──────── Material to process

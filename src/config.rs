use config::{Config, ConfigError, Environment, File};
use rust_decimal::Decimal;
use rust_decimal_macros::dec;
use serde::Deserialize;
use std::path::Path;

use crate::exchange::Exchange;

/// Main configuration structure
#[derive(Debug, Clone, Deserialize)]
pub struct AppConfig {
    #[serde(default)]
    pub exchanges: ExchangesConfig,
    #[serde(default)]
    pub scheduler: SchedulerConfig,
    #[serde(default)]
    pub storage: StorageConfig,
    #[serde(default)]
    pub logging: LoggingConfig,
    #[serde(default)]
    pub dry_run: DryRunConfig,
}

/// One block per supported exchange. Disabled blocks may omit credentials.
#[derive(Debug, Clone, Deserialize, Default)]
pub struct ExchangesConfig {
    #[serde(default)]
    pub binance: ExchangeSettings,
    #[serde(default)]
    pub mexc: ExchangeSettings,
    #[serde(default)]
    pub kucoin: ExchangeSettings,
    #[serde(default)]
    pub kraken: ExchangeSettings,
}

impl ExchangesConfig {
    pub fn get(&self, exchange: Exchange) -> &ExchangeSettings {
        match exchange {
            Exchange::Binance => &self.binance,
            Exchange::Mexc => &self.mexc,
            Exchange::Kucoin => &self.kucoin,
            Exchange::Kraken => &self.kraken,
        }
    }

    /// Exchanges with `enabled = true`, in fixed declaration order.
    pub fn enabled(&self) -> Vec<Exchange> {
        Exchange::ALL
            .iter()
            .copied()
            .filter(|e| self.get(*e).enabled)
            .collect()
    }
}

/// Per-exchange strategy parameters and credentials.
///
/// Offsets are absolute USDC amounts; deviations are percentages.
#[derive(Debug, Clone, Deserialize)]
pub struct ExchangeSettings {
    #[serde(default)]
    pub enabled: bool,
    #[serde(default)]
    pub api_key: Option<String>,
    #[serde(default)]
    pub api_secret: Option<String>,
    /// KuCoin only
    #[serde(default)]
    pub api_passphrase: Option<String>,
    /// REST base URL override (defaults per exchange)
    #[serde(default)]
    pub base_url: Option<String>,
    /// USDC below current price for new buy orders
    #[serde(default = "default_buy_offset")]
    pub buy_offset: Decimal,
    /// USDC above the buy price for the paired sell order
    #[serde(default = "default_sell_offset")]
    pub sell_offset: Decimal,
    /// Percent of free USDC committed per new cycle
    #[serde(default = "default_percent")]
    pub percent: Decimal,
    /// Cancel unfilled buys older than this many days (0 disables)
    #[serde(default)]
    pub buy_max_days: u32,
    /// Cancel unfilled buys when price rises this percent above the
    /// buy price (0 disables)
    #[serde(default)]
    pub buy_max_price_deviation: Decimal,
    /// Enable the accumulation policy for pending sells
    #[serde(default)]
    pub accumulation: bool,
    /// Percent below the target sell price before accumulation is
    /// considered
    #[serde(default = "default_sell_accu_deviation")]
    pub sell_accu_price_deviation: Decimal,
    /// Use maker-adjusted pricing for order placement
    #[serde(default)]
    pub adaptive_order: bool,
    /// Guard ratio for locked-balance reconciliation: when the native
    /// locked figure is below derived-from-open-orders x ratio, the
    /// derived figure wins
    #[serde(default = "default_min_locked_ratio")]
    pub min_locked_ratio: Decimal,
    /// Fallback fee rate (fraction, e.g. 0.001 = 0.1%) used when real
    /// fees cannot be read from trade history. Defaults per exchange
    /// are applied in the factory when unset.
    #[serde(default)]
    pub fee_rate: Option<Decimal>,
}

impl Default for ExchangeSettings {
    fn default() -> Self {
        Self {
            enabled: false,
            api_key: None,
            api_secret: None,
            api_passphrase: None,
            base_url: None,
            buy_offset: default_buy_offset(),
            sell_offset: default_sell_offset(),
            percent: default_percent(),
            buy_max_days: 0,
            buy_max_price_deviation: Decimal::ZERO,
            accumulation: false,
            sell_accu_price_deviation: default_sell_accu_deviation(),
            adaptive_order: false,
            min_locked_ratio: default_min_locked_ratio(),
            fee_rate: None,
        }
    }
}

fn default_buy_offset() -> Decimal {
    dec!(200)
}

fn default_sell_offset() -> Decimal {
    dec!(500)
}

fn default_percent() -> Decimal {
    dec!(10)
}

fn default_sell_accu_deviation() -> Decimal {
    dec!(3)
}

fn default_min_locked_ratio() -> Decimal {
    dec!(0.9)
}

#[derive(Debug, Clone, Deserialize)]
pub struct SchedulerConfig {
    /// Task persistence file path
    #[serde(default = "default_tasks_file")]
    pub tasks_file: String,
    /// Default interval for bootstrapped update tasks (minutes)
    #[serde(default = "default_update_interval_min")]
    pub update_interval_minutes: u32,
    /// Daily HH:MM for the bootstrapped new-cycle task
    #[serde(default = "default_new_cycle_time")]
    pub new_cycle_time: String,
}

impl Default for SchedulerConfig {
    fn default() -> Self {
        Self {
            tasks_file: default_tasks_file(),
            update_interval_minutes: default_update_interval_min(),
            new_cycle_time: default_new_cycle_time(),
        }
    }
}

fn default_tasks_file() -> String {
    "data/tasks.conf".to_string()
}

fn default_update_interval_min() -> u32 {
    30
}

fn default_new_cycle_time() -> String {
    "09:00".to_string()
}

#[derive(Debug, Clone, Deserialize)]
pub struct StorageConfig {
    /// Directory holding the JSON document collections
    #[serde(default = "default_data_dir")]
    pub data_dir: String,
}

impl Default for StorageConfig {
    fn default() -> Self {
        Self {
            data_dir: default_data_dir(),
        }
    }
}

fn default_data_dir() -> String {
    "data".to_string()
}

#[derive(Debug, Clone, Deserialize, Default)]
pub struct DryRunConfig {
    /// Enable dry run mode (no real orders)
    #[serde(default)]
    pub enabled: bool,
}

#[derive(Debug, Clone, Deserialize)]
pub struct LoggingConfig {
    /// Log level (trace, debug, info, warn, error)
    #[serde(default = "default_log_level")]
    pub level: String,
    /// Enable JSON formatted logs
    #[serde(default)]
    pub json: bool,
    /// Optional log file directory; stdout only when unset
    #[serde(default)]
    pub dir: Option<String>,
}

impl Default for LoggingConfig {
    fn default() -> Self {
        Self {
            level: default_log_level(),
            json: false,
            dir: None,
        }
    }
}

fn default_log_level() -> String {
    "info".to_string()
}

impl AppConfig {
    /// Load configuration from `config/default.toml`, an optional
    /// `config/local.toml` overlay, and `CYCLER_*` environment
    /// variables (e.g. `CYCLER_EXCHANGES__BINANCE__API_KEY`).
    pub fn load() -> Result<Self, ConfigError> {
        Self::load_from("config")
    }

    pub fn load_from(dir: &str) -> Result<Self, ConfigError> {
        let base = Path::new(dir);
        let cfg = Config::builder()
            .add_source(File::from(base.join("default")).required(false))
            .add_source(File::from(base.join("local")).required(false))
            .add_source(Environment::with_prefix("CYCLER").separator("__"))
            .build()?;

        let app: AppConfig = cfg.try_deserialize()?;
        app.validate().map_err(ConfigError::Message)?;
        Ok(app)
    }

    /// Startup validation. Invalid configuration is fatal (the process
    /// must not trade on an unknown state).
    pub fn validate(&self) -> Result<(), String> {
        for exchange in Exchange::ALL {
            let s = self.exchanges.get(exchange);
            if !s.enabled {
                continue;
            }
            if !self.dry_run.enabled {
                if s.api_key.as_deref().unwrap_or("").is_empty() {
                    return Err(format!("{exchange}: api_key is required"));
                }
                if s.api_secret.as_deref().unwrap_or("").is_empty() {
                    return Err(format!("{exchange}: api_secret is required"));
                }
                if exchange == Exchange::Kucoin
                    && s.api_passphrase.as_deref().unwrap_or("").is_empty()
                {
                    return Err("kucoin: api_passphrase is required".to_string());
                }
            }
            if s.percent <= Decimal::ZERO || s.percent > Decimal::from(100) {
                return Err(format!("{exchange}: percent must be in (0, 100]"));
            }
            if s.buy_offset < Decimal::ZERO || s.sell_offset < Decimal::ZERO {
                return Err(format!("{exchange}: offsets must be non-negative"));
            }
            if s.buy_max_price_deviation < Decimal::ZERO {
                return Err(format!(
                    "{exchange}: buy_max_price_deviation must be non-negative"
                ));
            }
            if s.sell_accu_price_deviation < Decimal::ZERO {
                return Err(format!(
                    "{exchange}: sell_accu_price_deviation must be non-negative"
                ));
            }
            if let Some(rate) = s.fee_rate {
                if rate < Decimal::ZERO || rate >= Decimal::ONE {
                    return Err(format!("{exchange}: fee_rate must be in [0, 1)"));
                }
            }
        }
        crate::domain::parse_specific_time(&self.scheduler.new_cycle_time)
            .map_err(|e| format!("scheduler.new_cycle_time: {e}"))?;
        Ok(())
    }
}
use thiserror::Error;

/// Main error type for the trading bot
#[derive(Error, Debug)]
pub enum CyclerError {
    // Configuration errors
    #[error("Configuration error: {0}")]
    Config(#[from] config::ConfigError),

    #[error("Invalid configuration: {0}")]
    InvalidConfig(String),

    // Network errors
    #[error("HTTP request error: {0}")]
    Http(#[from] reqwest::Error),

    #[error("Exchange API error ({exchange}): {message}")]
    ExchangeApi { exchange: String, message: String },

    #[error("Rate limited: {0}")]
    RateLimited(String),

    // Serialization errors
    #[error("JSON serialization error: {0}")]
    Json(#[from] serde_json::Error),

    // Storage errors
    #[error("Storage error: {0}")]
    Storage(String),

    #[error("Record not found: {collection} id {id}")]
    RecordNotFound { collection: String, id: u64 },

    // Order errors
    #[error("Order submission failed: {0}")]
    OrderSubmission(String),

    #[error("Order not found: {0}")]
    OrderNotFound(String),

    #[error("Order cancel failed: {0}")]
    OrderCancel(String),

    #[error("Insufficient balance: need {needed} {asset}, have {available}")]
    InsufficientBalance {
        asset: String,
        needed: rust_decimal::Decimal,
        available: rust_decimal::Decimal,
    },

    // Market data errors
    #[error("Market data unavailable: {0}")]
    MarketDataUnavailable(String),

    #[error("Symbol rules violation: {0}")]
    SymbolRules(String),

    // State machine errors
    #[error("Invalid state transition: from {from} to {to}")]
    InvalidStateTransition { from: String, to: String },

    // Validation errors
    #[error("Validation failed: {0}")]
    Validation(String),

    // Authentication errors
    #[error("Authentication error: {0}")]
    Auth(String),

    // Scheduler errors
    #[error("Task error: {0}")]
    Task(String),

    // IO errors
    #[error("IO error: {0}")]
    Io(#[from] std::io::Error),

    // Generic errors
    #[error("Internal error: {0}")]
    Internal(String),

    #[error("{0}")]
    Other(#[from] anyhow::Error),
}

/// Result type alias for CyclerError
pub type Result<T> = std::result::Result<T, CyclerError>;

impl CyclerError {
    /// Whether this error is worth retrying on the next scheduled pass.
    ///
    /// Transient network and rate-limit failures are; validation,
    /// auth and state errors are not.
    pub fn is_transient(&self) -> bool {
        match self {
            CyclerError::Http(e) => e.is_timeout() || e.is_connect() || e.is_request(),
            CyclerError::RateLimited(_) | CyclerError::MarketDataUnavailable(_) => true,
            CyclerError::ExchangeApi { .. } => true,
            _ => false,
        }
    }
}

#[cfg(test)]
mod tests {
    use super::*;

    #[test]
    fn transient_classification() {
        assert!(CyclerError::RateLimited("429".into()).is_transient());
        assert!(CyclerError::ExchangeApi {
            exchange: "kraken".into(),
            message: "EService:Unavailable".into()
        }
        .is_transient());
        assert!(!CyclerError::Validation("bad".into()).is_transient());
        assert!(!CyclerError::Auth("key".into()).is_transient());
    }
}
//! Exchange protocol adapters.
//!
//! One module per venue, each normalizing that venue's signed REST
//! protocol, payload shapes and error semantics into the
//! `ExchangeClient` contract. Shared here: defensive JSON field
//! extraction (vendor payloads drift) and id/timestamp helpers.

pub mod binance;
pub mod kraken;
pub mod kucoin;
pub mod mexc;

pub use binance::BinanceClient;
pub use kraken::KrakenClient;
pub use kucoin::KucoinClient;
pub use mexc::MexcClient;

use chrono::{DateTime, TimeZone, Utc};
use rust_decimal::Decimal;
use serde_json::Value;

pub(crate) fn pick<'a>(root: &'a Value, keys: &[&str]) -> Option<&'a Value> {
    keys.iter().find_map(|key| root.get(*key))
}

pub(crate) fn pick_str<'a>(root: &'a Value, keys: &[&str]) -> Option<&'a str> {
    pick(root, keys).and_then(|v| v.as_str())
}

pub(crate) fn parse_decimalish(value: &Value) -> Option<Decimal> {
    match value {
        Value::Null => None,
        Value::String(s) => Decimal::from_str_exact(s.trim()).ok(),
        Value::Number(n) => Decimal::from_str_exact(&n.to_string()).ok(),
        _ => None,
    }
}

pub(crate) fn pick_decimal(root: &Value, keys: &[&str]) -> Option<Decimal> {
    pick(root, keys).and_then(parse_decimalish)
}

/// Render a decimal for a REST body: fixed-point, trailing zeros
/// trimmed, never scientific notation.
pub(crate) fn format_decimal(value: Decimal) -> String {
    value.normalize().to_string()
}

pub(crate) fn digits_only(raw: &str) -> String {
    raw.chars().filter(|c| c.is_ascii_digit()).collect()
}

/// Millisecond epoch timestamps (vendor JSON carries them as numbers
/// or strings); zero and negative values mean "absent".
pub(crate) fn parse_millis(value: &Value) -> Option<DateTime<Utc>> {
    let millis = match value {
        Value::Number(n) => n.as_i64(),
        Value::String(s) => s.trim().parse::<i64>().ok(),
        _ => None,
    }?;
    if millis <= 0 {
        return None;
    }
    Utc.timestamp_millis_opt(millis).single()
}

/// Unix epoch seconds, possibly fractional (Kraken's `opentm`/`closetm`).
pub(crate) fn parse_epoch_seconds(value: &Value) -> Option<DateTime<Utc>> {
    let secs = match value {
        Value::Number(n) => n.as_f64(),
        Value::String(s) => s.trim().parse::<f64>().ok(),
        _ => None,
    }?;
    if secs <= 0.0 {
        return None;
    }
    Utc.timestamp_millis_opt((secs * 1000.0) as i64).single()
}

#[cfg(test)]
mod tests {
    use super::*;
    use rust_decimal_macros::dec;
    use serde_json::json;

    #[test]
    fn pick_decimal_reads_strings_and_numbers() {
        let v = json!({"a": "1.5", "b": 2.25, "c": null});
        assert_eq!(pick_decimal(&v, &["a"]), Some(dec!(1.5)));
        assert_eq!(pick_decimal(&v, &["b"]), Some(dec!(2.25)));
        assert_eq!(pick_decimal(&v, &["c", "b"]), Some(dec!(2.25)));
        assert_eq!(pick_decimal(&v, &["missing"]), None);
    }

    #[test]
    fn format_decimal_avoids_scientific_notation() {
        assert_eq!(format_decimal(dec!(0.00001000)), "0.00001");
        assert_eq!(format_decimal(dec!(60000)), "60000");
    }

    #[test]
    fn digits_only_strips_everything_else() {
        assert_eq!(digits_only("C02__12345"), "0212345");
        assert_eq!(digits_only("987654"), "987654");
        assert_eq!(digits_only("abc"), "");
    }

    #[test]
    fn parse_millis_rejects_zero() {
        assert_eq!(parse_millis(&json!(0)), None);
        assert!(parse_millis(&json!(1710000000000i64)).is_some());
        assert!(parse_millis(&json!("1710000000000")).is_some());
    }

    #[test]
    fn parse_epoch_seconds_handles_fractional() {
        let ts = parse_epoch_seconds(&json!(1710000000.5)).unwrap();
        assert_eq!(ts.timestamp_millis(), 1710000000500);
        assert_eq!(parse_epoch_seconds(&json!(0)), None);
    }
}
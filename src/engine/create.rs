//! New-cycle creation: place a buy order below market and record the
//! round-trip with `status = buy`.

use chrono::Utc;
use rust_decimal::Decimal;
use rust_decimal_macros::dec;
use tracing::info;

use crate::config::ExchangeSettings;
use crate::domain::Cycle;
use crate::error::{CyclerError, Result};
use crate::exchange::{ExchangeClient, OrderSide, USDC};
use crate::repository::CycleRepository;

use super::StrategyOverrides;

/// Create one cycle on the client's exchange. Returns the saved
/// cycle's id.
pub async fn create_cycle(
    client: &dyn ExchangeClient,
    settings: &ExchangeSettings,
    overrides: &StrategyOverrides,
    cycles: &CycleRepository,
) -> Result<u64> {
    let buy_offset = overrides.buy_offset.unwrap_or(settings.buy_offset);
    let percent = overrides.percent.unwrap_or(settings.percent);

    let current = client.last_price().await?;
    let rules = client.symbol_rules().await?;
    let buy_price = rules.round_price(current - buy_offset);
    if buy_price <= Decimal::ZERO {
        return Err(CyclerError::Validation(format!(
            "buy offset {buy_offset} leaves a non-positive price at market {current}"
        )));
    }

    let balances = client.detailed_balances().await?;
    let free_usdc = balances.get(USDC).copied().unwrap_or_default().free;
    let budget = free_usdc * percent / dec!(100);
    let quantity = rules.round_quantity(budget / buy_price);

    // Preflight so an undersized budget fails with a clear error
    // instead of a venue rejection.
    rules.validate_order(OrderSide::Buy, buy_price, quantity)?;

    let order = if settings.adaptive_order {
        client
            .create_maker_order(OrderSide::Buy, buy_price, quantity)
            .await?
    } else {
        client.create_order(OrderSide::Buy, buy_price, quantity).await?
    };

    // Record what was actually placed (the maker path adjusts price,
    // the clamp path may trim quantity).
    let cycle = Cycle::new(
        client.exchange(),
        order.orig_quantity,
        order.price,
        order.id.clone(),
        order.created_at.unwrap_or_else(Utc::now),
    );
    let id = cycles.save(cycle).await?;

    info!(
        exchange = %client.exchange(),
        cycle = id,
        buy_id = %order.id,
        price = %order.price,
        quantity = %order.orig_quantity,
        "cycle created"
    );
    Ok(id)
}
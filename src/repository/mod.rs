//! Typed repositories over the document store.
//!
//! The engine and scheduler receive these by `Arc` at startup; there
//! is no process-global handle.

pub mod store;

use serde_json::{json, Value};
use std::path::Path;

use crate::domain::{Accumulation, Cycle, CycleStatus};
use crate::error::Result;
use crate::exchange::Exchange;

use store::{Document, JsonCollection};

impl Document for Cycle {
    const COLLECTION: &'static str = "cycles";

    fn id_int(&self) -> u64 {
        self.id_int
    }

    fn set_id_int(&mut self, id: u64) {
        self.id_int = id;
    }
}

impl Document for Accumulation {
    const COLLECTION: &'static str = "accumulations";

    fn id_int(&self) -> u64 {
        self.id_int
    }

    fn set_id_int(&mut self, id: u64) {
        self.id_int = id;
    }
}

pub struct CycleRepository {
    collection: JsonCollection<Cycle>,
}

impl CycleRepository {
    pub async fn open(data_dir: &Path) -> Result<Self> {
        Ok(Self {
            collection: JsonCollection::open(data_dir).await?,
        })
    }

    pub async fn find_all(&self) -> Vec<Cycle> {
        self.collection.find_all().await
    }

    pub async fn find_all_desc(&self) -> Vec<Cycle> {
        self.collection.find_all_desc().await
    }

    pub async fn find_by_id_int(&self, id: u64) -> Option<Cycle> {
        self.collection.find_by_id_int(id).await
    }

    pub async fn page(&self, offset: usize, limit: usize) -> Vec<Cycle> {
        self.collection.page(offset, limit).await
    }

    pub async fn save(&self, cycle: Cycle) -> Result<u64> {
        self.collection.save(cycle).await
    }

    pub async fn update_by_id_int(&self, id: u64, fields: Value) -> Result<()> {
        self.collection.update_by_id_int(id, fields).await
    }

    pub async fn delete_by_id_int(&self, id: u64) -> Result<bool> {
        self.collection.delete_by_id_int(id).await
    }

    pub async fn count_by_status(&self, status: CycleStatus) -> usize {
        self.collection
            .count_by_field("status", &json!(status))
            .await
    }

    /// Cycles the reconciliation engine still drives (buy or sell).
    pub async fn active(&self) -> Vec<Cycle> {
        self.collection
            .find_all()
            .await
            .into_iter()
            .filter(|c| c.status.is_active())
            .collect()
    }

    /// Completed cycles on one exchange; the accumulation decision
    /// sums their realized gains.
    pub async fn completed_for(&self, exchange: Exchange) -> Vec<Cycle> {
        self.collection
            .find_all()
            .await
            .into_iter()
            .filter(|c| c.status == CycleStatus::Completed && c.exchange == exchange)
            .collect()
    }
}

pub struct AccumulationRepository {
    collection: JsonCollection<Accumulation>,
}

impl AccumulationRepository {
    pub async fn open(data_dir: &Path) -> Result<Self> {
        Ok(Self {
            collection: JsonCollection::open(data_dir).await?,
        })
    }

    pub async fn find_all(&self) -> Vec<Accumulation> {
        self.collection.find_all().await
    }

    pub async fn find_all_desc(&self) -> Vec<Accumulation> {
        self.collection.find_all_desc().await
    }

    pub async fn page(&self, offset: usize, limit: usize) -> Vec<Accumulation> {
        self.collection.page(offset, limit).await
    }

    pub async fn save(&self, accumulation: Accumulation) -> Result<u64> {
        self.collection.save(accumulation).await
    }

    pub async fn delete_by_id_int(&self, id: u64) -> Result<bool> {
        self.collection.delete_by_id_int(id).await
    }

    pub async fn for_exchange(&self, exchange: Exchange) -> Vec<Accumulation> {
        self.collection
            .find_all()
            .await
            .into_iter()
            .filter(|a| a.exchange == exchange)
            .collect()
    }
}

#[cfg(test)]
mod tests {
    use super::*;
    use chrono::Utc;
    use rust_decimal_macros::dec;
    use std::path::PathBuf;
    use uuid::Uuid;

    fn temp_dir() -> PathBuf {
        std::env::temp_dir().join(format!("cycler-repo-{}", Uuid::new_v4()))
    }

    fn cycle(exchange: Exchange, status: CycleStatus) -> Cycle {
        let mut c = Cycle::new(
            exchange,
            dec!(0.01),
            dec!(60000),
            "100".to_string(),
            Utc::now(),
        );
        c.status = status;
        c
    }

    #[tokio::test]
    async fn active_filters_terminal_cycles() {
        let dir = temp_dir();
        let repo = CycleRepository::open(&dir).await.unwrap();
        repo.save(cycle(Exchange::Binance, CycleStatus::Buy)).await.unwrap();
        repo.save(cycle(Exchange::Binance, CycleStatus::Sell)).await.unwrap();
        repo.save(cycle(Exchange::Binance, CycleStatus::Completed)).await.unwrap();
        repo.save(cycle(Exchange::Binance, CycleStatus::Cancelled)).await.unwrap();

        let active = repo.active().await;
        assert_eq!(active.len(), 2);
        assert!(active.iter().all(|c| c.status.is_active()));
    }

    #[tokio::test]
    async fn completed_for_scopes_by_exchange() {
        let dir = temp_dir();
        let repo = CycleRepository::open(&dir).await.unwrap();
        repo.save(cycle(Exchange::Binance, CycleStatus::Completed)).await.unwrap();
        repo.save(cycle(Exchange::Kraken, CycleStatus::Completed)).await.unwrap();
        repo.save(cycle(Exchange::Kraken, CycleStatus::Buy)).await.unwrap();

        let completed = repo.completed_for(Exchange::Kraken).await;
        assert_eq!(completed.len(), 1);
        assert_eq!(completed[0].exchange, Exchange::Kraken);
    }

    #[tokio::test]
    async fn count_by_status_uses_serialized_form() {
        let dir = temp_dir();
        let repo = CycleRepository::open(&dir).await.unwrap();
        repo.save(cycle(Exchange::Mexc, CycleStatus::Buy)).await.unwrap();
        repo.save(cycle(Exchange::Mexc, CycleStatus::Buy)).await.unwrap();
        assert_eq!(repo.count_by_status(CycleStatus::Buy).await, 2);
        assert_eq!(repo.count_by_status(CycleStatus::Sell).await, 0);
    }

    #[tokio::test]
    async fn accumulations_round_trip() {
        let dir = temp_dir();
        let repo = AccumulationRepository::open(&dir).await.unwrap();
        let id = repo
            .save(Accumulation {
                id_int: 0,
                exchange: Exchange::Kucoin,
                cycle_id_int: 3,
                quantity: dec!(0.01),
                original_buy_price: dec!(58000),
                target_sell_price: dec!(60000),
                cancel_price: dec!(57500),
                deviation: dec!(4.17),
                created_at: Utc::now(),
            })
            .await
            .unwrap();
        assert_eq!(id, 1);
        assert_eq!(repo.for_exchange(Exchange::Kucoin).await.len(), 1);
        assert!(repo.for_exchange(Exchange::Binance).await.is_empty());
    }
}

────────────────

Problem details ->
Reply with nothing but the number of lines in the entries above that hold the string "JsonCollection".

The answer ->
5